■ About this task
Your job is to copy the lines from the material that include "windows".

■ Entries shown
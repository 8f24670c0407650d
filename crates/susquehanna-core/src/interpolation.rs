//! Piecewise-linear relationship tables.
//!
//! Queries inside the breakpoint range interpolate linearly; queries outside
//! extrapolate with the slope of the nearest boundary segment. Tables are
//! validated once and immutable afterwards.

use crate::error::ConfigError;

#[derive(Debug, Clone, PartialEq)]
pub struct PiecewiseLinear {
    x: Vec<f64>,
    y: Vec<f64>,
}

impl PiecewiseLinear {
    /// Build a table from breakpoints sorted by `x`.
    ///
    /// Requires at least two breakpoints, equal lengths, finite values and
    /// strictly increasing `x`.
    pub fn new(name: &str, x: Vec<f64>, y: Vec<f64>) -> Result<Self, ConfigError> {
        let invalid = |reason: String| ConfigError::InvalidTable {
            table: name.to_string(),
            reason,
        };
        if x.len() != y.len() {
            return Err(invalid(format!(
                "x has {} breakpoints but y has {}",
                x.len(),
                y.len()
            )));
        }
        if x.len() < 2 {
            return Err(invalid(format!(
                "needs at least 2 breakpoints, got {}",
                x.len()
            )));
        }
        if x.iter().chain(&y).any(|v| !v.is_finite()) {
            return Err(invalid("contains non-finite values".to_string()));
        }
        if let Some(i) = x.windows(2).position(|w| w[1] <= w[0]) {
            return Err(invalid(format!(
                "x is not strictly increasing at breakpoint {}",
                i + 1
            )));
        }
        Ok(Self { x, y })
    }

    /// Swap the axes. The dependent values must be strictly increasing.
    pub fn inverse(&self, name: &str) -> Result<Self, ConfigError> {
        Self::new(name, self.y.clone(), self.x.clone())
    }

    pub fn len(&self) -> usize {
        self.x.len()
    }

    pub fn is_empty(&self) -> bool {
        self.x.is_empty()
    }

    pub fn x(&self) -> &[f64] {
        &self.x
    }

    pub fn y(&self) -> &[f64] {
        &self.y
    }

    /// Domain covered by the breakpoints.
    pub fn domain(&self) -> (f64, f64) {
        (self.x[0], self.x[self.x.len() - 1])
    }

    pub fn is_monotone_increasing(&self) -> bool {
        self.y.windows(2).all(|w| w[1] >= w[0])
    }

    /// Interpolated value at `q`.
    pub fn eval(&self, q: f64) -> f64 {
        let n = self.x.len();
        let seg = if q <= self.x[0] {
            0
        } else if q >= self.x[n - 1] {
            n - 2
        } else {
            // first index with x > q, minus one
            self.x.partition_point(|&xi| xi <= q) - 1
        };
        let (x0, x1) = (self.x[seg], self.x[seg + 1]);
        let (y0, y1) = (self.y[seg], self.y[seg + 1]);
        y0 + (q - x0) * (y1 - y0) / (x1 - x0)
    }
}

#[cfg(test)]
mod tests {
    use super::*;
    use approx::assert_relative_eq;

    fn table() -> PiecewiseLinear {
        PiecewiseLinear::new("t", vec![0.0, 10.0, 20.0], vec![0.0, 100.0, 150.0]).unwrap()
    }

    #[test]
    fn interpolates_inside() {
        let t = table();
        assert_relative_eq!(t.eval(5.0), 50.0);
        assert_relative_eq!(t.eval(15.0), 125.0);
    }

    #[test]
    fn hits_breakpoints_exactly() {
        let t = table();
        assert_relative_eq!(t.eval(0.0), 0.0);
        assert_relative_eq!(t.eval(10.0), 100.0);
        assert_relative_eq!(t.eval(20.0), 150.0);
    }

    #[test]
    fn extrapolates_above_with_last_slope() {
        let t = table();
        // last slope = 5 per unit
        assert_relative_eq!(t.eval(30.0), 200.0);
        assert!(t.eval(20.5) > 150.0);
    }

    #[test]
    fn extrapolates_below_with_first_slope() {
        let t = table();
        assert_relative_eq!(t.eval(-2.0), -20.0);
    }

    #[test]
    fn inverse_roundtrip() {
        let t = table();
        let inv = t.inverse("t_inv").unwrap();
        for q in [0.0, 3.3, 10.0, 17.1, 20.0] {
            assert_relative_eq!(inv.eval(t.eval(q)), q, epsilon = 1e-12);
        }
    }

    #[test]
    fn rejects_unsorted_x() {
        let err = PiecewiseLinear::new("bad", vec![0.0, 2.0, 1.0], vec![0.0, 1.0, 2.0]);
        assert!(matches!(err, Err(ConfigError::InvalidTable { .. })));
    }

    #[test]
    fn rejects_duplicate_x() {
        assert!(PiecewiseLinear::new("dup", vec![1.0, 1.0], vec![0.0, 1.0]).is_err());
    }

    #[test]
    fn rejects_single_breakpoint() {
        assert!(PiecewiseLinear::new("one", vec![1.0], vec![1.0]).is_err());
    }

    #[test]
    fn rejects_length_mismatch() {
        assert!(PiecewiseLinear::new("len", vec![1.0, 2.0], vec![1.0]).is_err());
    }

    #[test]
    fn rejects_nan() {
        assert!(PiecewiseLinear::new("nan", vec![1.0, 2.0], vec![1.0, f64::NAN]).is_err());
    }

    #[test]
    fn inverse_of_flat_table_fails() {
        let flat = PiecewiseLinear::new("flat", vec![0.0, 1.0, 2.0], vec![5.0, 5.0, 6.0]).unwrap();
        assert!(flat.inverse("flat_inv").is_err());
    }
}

■ Solution to the problem
        if let Some(i) = x.windows(2).position(|w| w[1] <= w[0]) {
        self.y.windows(2).all(|w| w[1] >= w[0])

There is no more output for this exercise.